Martin swung around in his seat and accessed his computer. The screen flashed all Nodelman’s laboratory results for the duration of his admission. Martin scrolled through until he got to the microbiology section.

“I see we had a sputum gram stain showing weakly gram-negative bacilli,” Martin said. “There’s also a culture pending that was negative for growth at thirty-six hours. I guess that should have told us something, especially where I see pseudomonas was suspected. I mean, pseudomonas would have grown out without any trouble way before thirty-six hours.”

“It would have been helpful if Giemsa’s or Wayson’s stain had been used,” Jack said. “The diagnosis could have been made.”

“Exactly,” Martin said. He turned back to Jack. “This is terrible. I’m embarrassed. Unfortunately, it’s an example of the kind of thing that’s going to happen more and more often. Administration has been forcing us to cut costs and downsize even though our workload has gone up. It’s a deadly combination, as this case of plague proves. And it’s happening all over the country.”

“You’ve had to let people go?” Jack asked. He thought that the clinical lab was one place hospitals actually made money.

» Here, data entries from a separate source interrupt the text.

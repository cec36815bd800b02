use adslot_engine::{app_state, config::AppConfig, db, services::processor::JobProcessor};
use std::time::Duration;
use tokio::time::sleep;
use tracing_subscriber::EnvFilter;

#[tokio::main]
async fn main() {
    // Initialize structured logging
    tracing_subscriber::fmt()
        .with_env_filter(
            EnvFilter::try_from_default_env().unwrap_or_else(|_| EnvFilter::new("info")),
        )
        .json()
        .init();

    tracing::info!("Starting adslot worker");

    let config = AppConfig::from_env().expect("Failed to load configuration");
    if config.dry_run {
        // a dry run never moves jobs out of pending
        tracing::warn!("DRY_RUN is set; dry runs go through the server API, worker exiting");
        return;
    }
    let poll_interval = Duration::from_millis(config.worker_poll_interval_ms.max(1));

    tracing::info!("Connecting to PostgreSQL");
    let db_pool = db::init_pool(&config.database_url, config.max_concurrent_customers)
        .await
        .expect("Failed to connect to database");
    db::run_migrations(&db_pool)
        .await
        .expect("Failed to run database migrations");

    let processor = app_state::build_processor(&config, db_pool).expect("Failed to initialize engine");

    tracing::info!(poll_interval_ms = poll_interval.as_millis() as u64, "Worker ready, polling for jobs");

    loop {
        match process_next_job(&processor).await {
            Ok(true) => {
                tracing::debug!("Job run finished, checking for next job");
            }
            Ok(false) => {
                tracing::trace!("No jobs available, sleeping");
                sleep(poll_interval).await;
            }
            Err(e) => {
                tracing::error!(error = %e, "Error processing job, will retry");
                sleep(poll_interval).await;
            }
        }
    }
}

/// Run the oldest pending job.
/// Returns Ok(true) if a job was run, Ok(false) if none was waiting.
async fn process_next_job(processor: &JobProcessor) -> Result<bool, Box<dyn std::error::Error>> {
    let job = match processor.store().next_runnable_job().await? {
        Some(j) => j,
        None => return Ok(false),
    };

    tracing::info!(
        job_id = %job.id,
        total_items = job.total_items,
        is_repair = job.is_repair,
        "Picked up job"
    );

    let report = processor.process_job(job.id).await?;
    tracing::info!(
        job_id = %job.id,
        status = %report.status,
        succeeded = report.counts.succeeded,
        failed = report.counts.failed,
        skipped = report.counts.skipped,
        "Job run finished"
    );

    Ok(true)
}
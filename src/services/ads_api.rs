use async_trait::async_trait;
use reqwest::{Client, StatusCode};
use serde::Deserialize;
use serde_json::{json, Value};
use std::collections::HashMap;
use std::time::Duration;

use crate::models::remote::{
    resource_id, AdContent, AdStatus, MutateOperation, MutateResponse, OperationResult,
    SearchQuery, SearchRow,
};

/// How a remote failure should be handled.
#[derive(Debug, Clone, Copy, PartialEq, Eq, Hash, strum::Display)]
#[strum(serialize_all = "snake_case")]
pub enum ErrorKind {
    /// Throttled or quota temporarily exhausted; long backoff.
    RateLimited,
    /// Transient server-side or network failure; short backoff.
    Transient,
    /// Request exceeded a size limit; split and resubmit.
    RequestTooLarge,
    /// The batch itself was rejected; not retryable but scoped to the batch.
    Rejected,
    /// Authentication, authorization or permanent quota failure; abort the account.
    Fatal,
}

#[derive(Debug, Clone, thiserror::Error)]
#[error("{kind} error from ads platform: {message}")]
pub struct ApiError {
    pub kind: ErrorKind,
    pub message: String,
}

impl ApiError {
    pub fn new(kind: ErrorKind, message: impl Into<String>) -> Self {
        Self {
            kind,
            message: message.into(),
        }
    }
}

/// Typed read/write contract of the remote advertising platform.
#[async_trait]
pub trait AdsPlatform: Send + Sync {
    async fn search(&self, customer_id: &str, query: &SearchQuery)
        -> Result<Vec<SearchRow>, ApiError>;

    /// Submit a batch. With `partial_failure` set, operation-level errors come
    /// back in the per-operation results instead of failing the call.
    async fn mutate(
        &self,
        customer_id: &str,
        operations: &[MutateOperation],
        partial_failure: bool,
    ) -> Result<MutateResponse, ApiError>;
}

/// REST client for the platform's search and batch-mutate endpoints.
pub struct RestAdsClient {
    http: Client,
    base_url: String,
    developer_token: String,
    access_token: String,
    login_customer_id: Option<String>,
}

impl RestAdsClient {
    pub fn new(
        base_url: &str,
        developer_token: &str,
        access_token: &str,
        login_customer_id: Option<&str>,
    ) -> Result<Self, ApiError> {
        let http = Client::builder()
            .timeout(Duration::from_secs(300))
            .build()
            .map_err(|e| ApiError::new(ErrorKind::Fatal, e.to_string()))?;

        Ok(Self {
            http,
            base_url: base_url.trim_end_matches('/').to_string(),
            developer_token: developer_token.to_string(),
            access_token: access_token.to_string(),
            login_customer_id: login_customer_id.map(|id| id.replace('-', "")),
        })
    }

    async fn post(&self, customer_id: &str, method: &str, body: &Value) -> Result<Value, ApiError> {
        let url = format!(
            "{}/customers/{}/googleAds:{}",
            self.base_url,
            customer_id.replace('-', ""),
            method
        );

        let mut request = self
            .http
            .post(&url)
            .bearer_auth(&self.access_token)
            .header("developer-token", &self.developer_token)
            .json(body);
        if let Some(login) = &self.login_customer_id {
            request = request.header("login-customer-id", login);
        }

        let response = request.send().await.map_err(transport_error)?;
        let status = response.status();
        let body = response.text().await.map_err(transport_error)?;
        parse_response(status, &body)
    }
}

/// Error bodies from proxies and load balancers are often not JSON; those
/// are classified by HTTP status alone.
fn parse_response(status: StatusCode, body: &str) -> Result<Value, ApiError> {
    let payload: Value = serde_json::from_str(body).unwrap_or(Value::Null);
    if !status.is_success() {
        return Err(classify_error(status, &payload));
    }
    if payload.is_null() {
        return Err(ApiError::new(ErrorKind::Transient, "malformed response body"));
    }
    Ok(payload)
}
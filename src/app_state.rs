use sqlx::PgPool;
use std::sync::Arc;

use crate::config::{AppConfig, ConfigError, EngineSettings};
use crate::db::queries::PgJobStore;
use crate::db::store::JobStore;
use crate::models::variant::VariantCatalog;
use crate::services::ads_api::{ApiError, RestAdsClient};
use crate::services::batcher::MutationBatcher;
use crate::services::processor::JobProcessor;
use crate::services::rate_limiter::{AdaptiveRateLimiter, TokioSleeper};

#[derive(Debug, thiserror::Error)]
pub enum StartupError {
    #[error(transparent)]
    Config(#[from] ConfigError),

    #[error("Failed to build ads platform client: {0}")]
    Client(#[from] ApiError),
}

/// Wire the Postgres job store, the REST platform client and the shared
/// rate limiter into a processor. Used by both the server and the worker.
pub fn build_processor(config: &AppConfig, pool: PgPool) -> Result<JobProcessor, StartupError> {
    let settings = config.engine_settings();
    let catalog = config.variant_catalog()?;
    tracing::info!(variants = ?catalog.names(), dry_run = settings.dry_run, "Variant catalogue loaded");

    let client = RestAdsClient::new(
        &config.ads_api_base_url,
        &config.ads_developer_token,
        &config.ads_access_token,
        config.ads_login_customer_id.as_deref(),
    )?;
    let limiter = Arc::new(AdaptiveRateLimiter::new(settings.rate_limiter.clone()));
    let batcher = MutationBatcher::new(
        Arc::new(client),
        limiter,
        Arc::new(TokioSleeper),
        settings.retry.clone(),
        settings.batcher_settings(),
    );

    Ok(JobProcessor::new(
        Arc::new(PgJobStore::new(pool)),
        Arc::new(batcher),
        Arc::new(catalog),
        settings,
    ))
}

/// Shared application state passed to all route handlers.
#[derive(Clone)]
pub struct AppState {
    pub processor: JobProcessor,
}

impl AppState {
    pub fn new(processor: JobProcessor) -> Self {
        Self { processor }
    }

    pub fn store(&self) -> &dyn JobStore {
        self.processor.store().as_ref()
    }

    pub fn batcher(&self) -> &MutationBatcher {
        self.processor.batcher()
    }

    pub fn catalog(&self) -> &VariantCatalog {
        self.processor.catalog()
    }

    pub fn settings(&self) -> &EngineSettings {
        self.processor.settings()
    }
}
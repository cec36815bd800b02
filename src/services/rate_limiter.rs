//! Adaptive delay controller shared by every batch a process submits.
//!
//! The delay shrinks geometrically while batches succeed and grows when a
//! batch fails outright, which is the platform's throttling signal.

use async_trait::async_trait;
use std::sync::Mutex;
use std::time::Duration;

/// Suspension point for rate-limit and backoff delays.
#[async_trait]
pub trait Sleeper: Send + Sync {
    async fn sleep(&self, duration: Duration);
}

/// Real sleeper backed by the tokio timer.
#[derive(Debug, Default, Clone, Copy)]
pub struct TokioSleeper;

#[async_trait]
impl Sleeper for TokioSleeper {
    async fn sleep(&self, duration: Duration) {
        tokio::time::sleep(duration).await;
    }
}

/// Sleeper that returns immediately and records every requested delay.
#[derive(Debug, Default)]
pub struct RecordingSleeper {
    slept: Mutex<Vec<Duration>>,
}

impl RecordingSleeper {
    pub fn new() -> Self {
        Self::default()
    }

    pub fn recorded(&self) -> Vec<Duration> {
        self.slept.lock().map(|s| s.clone()).unwrap_or_default()
    }

    pub fn total(&self) -> Duration {
        self.recorded().iter().sum()
    }
}

#[async_trait]
impl Sleeper for RecordingSleeper {
    async fn sleep(&self, duration: Duration) {
        if let Ok(mut slept) = self.slept.lock() {
            slept.push(duration);
        }
    }
}

#[derive(Debug, Clone, PartialEq)]
pub struct RateLimiterSettings {
    pub initial_delay_secs: f64,
    pub min_delay_secs: f64,
    pub max_delay_secs: f64,
    pub increase_factor: f64,
    pub decrease_factor: f64,
}

impl Default for RateLimiterSettings {
    fn default() -> Self {
        Self {
            initial_delay_secs: 2.0,
            min_delay_secs: 1.0,
            max_delay_secs: 30.0,
            increase_factor: 2.0,
            decrease_factor: 0.98,
        }
    }
}

#[derive(Debug, Clone, Copy, PartialEq, serde::Serialize)]
pub struct LimiterStats {
    pub current_delay_secs: f64,
    pub successes: u64,
    pub errors: u64,
}

#[derive(Debug)]
struct LimiterState {
    delay_secs: f64,
    successes: u64,
    errors: u64,
}

pub struct AdaptiveRateLimiter {
    settings: RateLimiterSettings,
    state: Mutex<LimiterState>,
}

impl AdaptiveRateLimiter {
    pub fn new(settings: RateLimiterSettings) -> Self {
        let initial = settings
            .initial_delay_secs
            .clamp(settings.min_delay_secs, settings.max_delay_secs);
        metrics::gauge!("rate_limiter_delay_seconds").set(initial);
        Self {
            settings,
            state: Mutex::new(LimiterState {
                delay_secs: initial,
                successes: 0,
                errors: 0,
            }),
        }
    }

    pub fn current_delay(&self) -> Duration {
        Duration::from_secs_f64(self.stats().current_delay_secs)
    }

    pub fn stats(&self) -> LimiterStats {
        match self.state.lock() {
            Ok(state) => LimiterStats {
                current_delay_secs: state.delay_secs,
                successes: state.successes,
                errors: state.errors,
            },
            Err(poisoned) => {
                let state = poisoned.into_inner();
                LimiterStats {
                    current_delay_secs: state.delay_secs,
                    successes: state.successes,
                    errors: state.errors,
                }
            }
        }
    }

    /// A batch went through (fully or partially): shrink the delay.
    pub fn on_success(&self) {
        let min = self.settings.min_delay_secs;
        let factor = self.settings.decrease_factor;
        self.adjust(|state| {
            state.successes += 1;
            state.delay_secs = (state.delay_secs * factor).max(min);
        });
    }

    /// Every operation in a batch failed: back off harder.
    pub fn on_error(&self) {
        let max = self.settings.max_delay_secs;
        let factor = self.settings.increase_factor;
        let delay = self.adjust(|state| {
            state.errors += 1;
            state.delay_secs = (state.delay_secs * factor).min(max);
        });
        tracing::warn!(delay_ms = (delay * 1000.0) as u64, "Rate limiter delay increased");
    }

    fn adjust(&self, update: impl FnOnce(&mut LimiterState)) -> f64 {
        let mut guard = match self.state.lock() {
            Ok(guard) => guard,
            Err(poisoned) => poisoned.into_inner(),
        };
        update(&mut guard);
        metrics::gauge!("rate_limiter_delay_seconds").set(guard.delay_secs);
        guard.delay_secs
    }
}

#[cfg(test)]
mod tests {
    use super::*;

    #[test]
    fn test_fifty_successes_clamp_to_min() {
        let limiter = AdaptiveRateLimiter::new(RateLimiterSettings::default());
        for _ in 0..50 {
            limiter.on_success();
        }
        let stats = limiter.stats();
        assert_eq!(stats.current_delay_secs, 1.0);
        assert_eq!(stats.successes, 50);
        assert_eq!(limiter.current_delay(), Duration::from_secs(1));
    }

    #[test]
    fn test_errors_grow_delay_up_to_max() {
        let limiter = AdaptiveRateLimiter::new(RateLimiterSettings::default());
        limiter.on_error();
        assert_eq!(limiter.stats().current_delay_secs, 4.0);
        for _ in 0..10 {
            limiter.on_error();
        }
        assert_eq!(limiter.stats().current_delay_secs, 30.0);
        assert_eq!(limiter.stats().errors, 11);
    }

    #[test]
    fn test_single_success_decreases_geometrically() {
        let limiter = AdaptiveRateLimiter::new(RateLimiterSettings::default());
        limiter.on_success();
        assert!((limiter.stats().current_delay_secs - 1.96).abs() < 1e-12);
    }

    #[test]
    fn test_initial_delay_is_clamped_into_range() {
        let limiter = AdaptiveRateLimiter::new(RateLimiterSettings {
            initial_delay_secs: 100.0,
            ..Default::default()
        });
        assert_eq!(limiter.stats().current_delay_secs, 30.0);
    }

    #[tokio::test]
    async fn test_recording_sleeper_records_without_waiting() {
        let sleeper = RecordingSleeper::new();
        sleeper.sleep(Duration::from_secs(60)).await;
        sleeper.sleep(Duration::from_secs(2)).await;
        assert_eq!(sleeper.recorded().len(), 2);
        assert_eq!(sleeper.total(), Duration::from_secs(62));
    }
}
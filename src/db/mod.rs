use sqlx::{postgres::PgPoolOptions, PgPool};
use std::time::Duration;

/// Connection pool for the job store. Each customer pipeline holds at most
/// one connection while flushing, plus a few for the API and pause checks.
pub async fn init_pool(database_url: &str, concurrent_customers: usize) -> Result<PgPool, sqlx::Error> {
    let max_connections = u32::try_from(concurrent_customers).unwrap_or(u32::MAX).saturating_add(4);
    PgPoolOptions::new()
        .max_connections(max_connections)
        .min_connections(2)
        .acquire_timeout(Duration::from_secs(30))
        .idle_timeout(Duration::from_secs(600))
        .connect(database_url)
        .await
}

/// Apply `migrations/` (jobs and work items).
pub async fn run_migrations(pool: &PgPool) -> Result<(), sqlx::Error> {
    sqlx::migrate!("./migrations")
        .run(pool)
        .await
        .map_err(|e| sqlx::Error::Migrate(Box::new(e)))
}

pub mod memory;
pub mod queries;
pub mod store;

pub use memory::MemoryJobStore;
pub use queries::PgJobStore;
pub use store::{JobStore, StoreError};
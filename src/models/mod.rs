pub mod job;
pub mod remote;
pub mod variant;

“About twenty percent,” Martin said. “Others we’ve had to demote. In microbiology we don’t have a supervisor any longer; if we had, he probably would have caught this case of plague. With the operating budget we’ve been allotted we can’t afford it. Our old supervisor got demoted to head tech. It’s discouraging. It used to be we strove for excellence in the lab. Now we strive for ‘adequate,’ whatever that means.”

“Does your computer say which tech did the gram stain?” Jack asked. “If nothing else, we could turn this episode into a teaching experience.”

“Good idea,” Martin said. He faced the computer and accessed data. The tech’s identity was in code. Suddenly he turned back to Jack.

“I just remembered something,” he said. “My head tech thought of plague in relation to a patient just yesterday and asked me what I thought. I’m afraid I discouraged him by telling him the chances were somewhere on the order of a billion to one.”

Jack perked up. “I wonder what made him think of plague?”

“I wonder too,” Martin said. Reaching over to his intercom system, he paged Richard Overstreet. While they waited for the man to arrive, Martin determined that Nancy Wiggens had signed out on the original gram stain. Martin paged her as well.

Richard Overstreet appeared within minutes. He was a boyish, athletic-looking individual with a shock of auburn hair that fell across his forehead. The hair had a habit of slipping over his eyes. Richard was ever pushing it back with his hand or throwing it back with a snap of his head. He wore a white jacket over surgical scrubs; his jacket pockets were crammed with test tubes, tourniquets, gauze pads, lab chits, and syringes.

Martin introduced Richard to Jack, then asked him about the short discussion they’d had about plague the day before.

Richard seemed embarrassed. “It was just my imagination getting the best of me,” he said with a laugh.

“But what made you think of it?” Martin asked.

Richard swept his hair from his face and for a moment left his hand on the top of his head while he thought. “Oh, I remember,” he said. “Nancy Wiggens had gone up to get a sputum culture and draw the man’s blood. She told me how sick he was and that he appeared to have some gangrene on the tips of his fingers. She said his fingers were black.” Richard shrugged. “It made me think of the black death.”

Jack was impressed.

“Did you follow up on it at all?” Martin asked.

“No,” Richard said. “Not after what you’d said about the probability. As behind as we are in the lab, I couldn’t take the time. All of us, including me, have been out drawing blood. Is there some kind of problem?” Richard asked.